TASK REQUIREMENTS | Set down each line of the listing below exactly as it is written.

--------------------

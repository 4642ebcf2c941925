//! Linux systemd service management: install/update/uninstall/start/stop a unit.

use std::path::{Path, PathBuf};

use tracing::info;

use service_platform::descriptor::{needs_change, DescriptorFile};
use service_platform::invoke::{Invoker, SystemInvoker};
use service_platform::signals::run_until_signalled;
use service_platform::{Config, Program, Result, Service, ServiceError};

use crate::unit;

pub const PLATFORM: &str = "Linux systemd";

const SYSTEM_UNIT_DIR: &str = "/etc/systemd/system";

/// System units when privileged, the user's `systemd/user` directory otherwise.
pub fn unit_dir(privileged: bool) -> Result<PathBuf> {
    if privileged {
        return Ok(PathBuf::from(SYSTEM_UNIT_DIR));
    }
    directories::BaseDirs::new()
        .map(|dirs| dirs.config_dir().join("systemd").join("user"))
        .ok_or_else(|| ServiceError::config("unable to determine user config directory"))
}

pub struct SystemdService {
    config: Config,
    unit_name: String,
    descriptor: DescriptorFile,
    invoker: Box<dyn Invoker>,
}

impl SystemdService {
    pub fn new(config: Config) -> Result<Self> {
        let dir = unit_dir(config.privileged)?;
        let invoker = Box::new(SystemInvoker::new(config.privileged));
        Self::with_layout(config, dir, invoker)
    }

    pub fn with_layout(
        config: Config,
        dir: impl Into<PathBuf>,
        invoker: Box<dyn Invoker>,
    ) -> Result<Self> {
        let config = config.resolved()?;
        let unit_name = format!("{}.service", config.name);
        let descriptor = DescriptorFile::new(dir.into().join(&unit_name));
        Ok(Self {
            config,
            unit_name,
            descriptor,
            invoker,
        })
    }

    pub fn unit_path(&self) -> &Path {
        self.descriptor.path()
    }

    fn systemctl(&self, args: &[&str]) -> Result<()> {
        let mut full = Vec::with_capacity(args.len() + 1);
        if !self.config.privileged {
            full.push("--user");
        }
        full.extend_from_slice(args);
        self.invoker.run_privileged("systemctl", &full).map(|_| ())
    }
}

impl Service for SystemdService {
    fn name(&self) -> &str {
        &self.config.name
    }

    fn start(&self) -> Result<()> {
        info!("starting service: {}", self.unit_name);
        self.systemctl(&["start", &self.unit_name])
    }

    fn stop(&self) -> Result<()> {
        info!("stopping service: {}", self.unit_name);
        self.systemctl(&["stop", &self.unit_name])
    }

    fn install_or_update_required(&self) -> Result<bool> {
        let rendered = unit::render(&self.config)?;
        let installed = self.descriptor.read_installed()?;
        Ok(needs_change(installed.as_deref(), rendered.as_bytes()))
    }

    fn install_or_update(&self) -> Result<bool> {
        let rendered = unit::render(&self.config)?;

        let applied = self
            .descriptor
            .apply(
                rendered.as_bytes(),
                self.invoker.as_ref(),
                |previous| {
                    self.systemctl(&["daemon-reload"])?;
                    if previous.is_none() {
                        self.systemctl(&["enable", &self.unit_name])?;
                    }
                    Ok(())
                },
                |_| self.systemctl(&["daemon-reload"]),
            )?;

        if applied.changed() {
            info!(
                "service {} {:?} at {}",
                self.unit_name,
                applied,
                self.unit_path().display()
            );
        }
        Ok(applied.changed())
    }

    fn uninstall(&self) -> Result<()> {
        if !self.descriptor.exists()? {
            return Err(ServiceError::not_installed(&self.config.name));
        }
        info!("uninstalling systemd service: {}", self.unit_name);

        self.systemctl(&["disable", &self.unit_name])?;
        self.descriptor.remove()?;
        self.systemctl(&["daemon-reload"])?;

        info!("service uninstalled: {}", self.unit_name);
        Ok(())
    }

    fn run(&self, program: Box<dyn Program>) -> Result<()> {
        run_until_signalled(&self.config.name, program)
    }
}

--------------------

RESPONSE FOR THIS EXERCISE |
repository 4642ebcf2c941925
//! Linux systemd service management: install/update/uninstall/start/stop a unit.

use std::path::{Path, PathBuf};

use tracing::info;

use service_platform::descriptor::{needs_change, DescriptorFile};
use service_platform::invoke::{Invoker, SystemInvoker};
use service_platform::signals::run_until_signalled;
use service_platform::{Config, Program, Result, Service, ServiceError};

use crate::unit;

pub const PLATFORM: &str = "Linux systemd";

const SYSTEM_UNIT_DIR: &str = "/etc/systemd/system";

/// System units when privileged, the user's `systemd/user` directory otherwise.
pub fn unit_dir(privileged: bool) -> Result<PathBuf> {
    if privileged {
        return Ok(PathBuf::from(SYSTEM_UNIT_DIR));
    }
    directories::BaseDirs::new()
        .map(|dirs| dirs.config_dir().join("systemd").join("user"))
        .ok_or_else(|| ServiceError::config("unable to determine user config directory"))
}

pub struct SystemdService {
    config: Config,
    unit_name: String,
    descriptor: DescriptorFile,
    invoker: Box<dyn Invoker>,
}

impl SystemdService {
    pub fn new(config: Config) -> Result<Self> {
        let dir = unit_dir(config.privileged)?;
        let invoker = Box::new(SystemInvoker::new(config.privileged));
        Self::with_layout(config, dir, invoker)
    }

    pub fn with_layout(
        config: Config,
        dir: impl Into<PathBuf>,
        invoker: Box<dyn Invoker>,
    ) -> Result<Self> {
        let config = config.resolved()?;
        let unit_name = format!("{}.service", config.name);
        let descriptor = DescriptorFile::new(dir.into().join(&unit_name));
        Ok(Self {
            config,
            unit_name,
            descriptor,
            invoker,
        })
    }

    pub fn unit_path(&self) -> &Path {
        self.descriptor.path()
    }

    fn systemctl(&self, args: &[&str]) -> Result<()> {
        let mut full = Vec::with_capacity(args.len() + 1);
        if !self.config.privileged {
            full.push("--user");
        }
        full.extend_from_slice(args);
        self.invoker.run_privileged("systemctl", &full).map(|_| ())
    }
}

impl Service for SystemdService {
    fn name(&self) -> &str {
        &self.config.name
    }

    fn start(&self) -> Result<()> {
        info!("starting service: {}", self.unit_name);
        self.systemctl(&["start", &self.unit_name])
    }

    fn stop(&self) -> Result<()> {
        info!("stopping service: {}", self.unit_name);
        self.systemctl(&["stop", &self.unit_name])
    }

    fn install_or_update_required(&self) -> Result<bool> {
        let rendered = unit::render(&self.config)?;
        let installed = self.descriptor.read_installed()?;
        Ok(needs_change(installed.as_deref(), rendered.as_bytes()))
    }

    fn install_or_update(&self) -> Result<bool> {
        let rendered = unit::render(&self.config)?;

        let applied = self
            .descriptor
            .apply(
                rendered.as_bytes(),
                self.invoker.as_ref(),
                |previous| {
                    self.systemctl(&["daemon-reload"])?;
                    if previous.is_none() {
                        self.systemctl(&["enable", &self.unit_name])?;
                    }
                    Ok(())
                },
                |_| self.systemctl(&["daemon-reload"]),
            )?;

        if applied.changed() {
            info!(
                "service {} {:?} at {}",
                self.unit_name,
                applied,
                self.unit_path().display()
            );
        }
        Ok(applied.changed())
    }

    fn uninstall(&self) -> Result<()> {
        if !self.descriptor.exists()? {
            return Err(ServiceError::not_installed(&self.config.name));
        }
        info!("uninstalling systemd service: {}", self.unit_name);

        self.systemctl(&["disable", &self.unit_name])?;
        self.descriptor.remove()?;
        self.systemctl(&["daemon-reload"])?;

        info!("service uninstalled: {}", self.unit_name);
        Ok(())
    }

    fn run(&self, program: Box<dyn Program>) -> Result<()> {
        run_until_signalled(&self.config.name, program)
    }
}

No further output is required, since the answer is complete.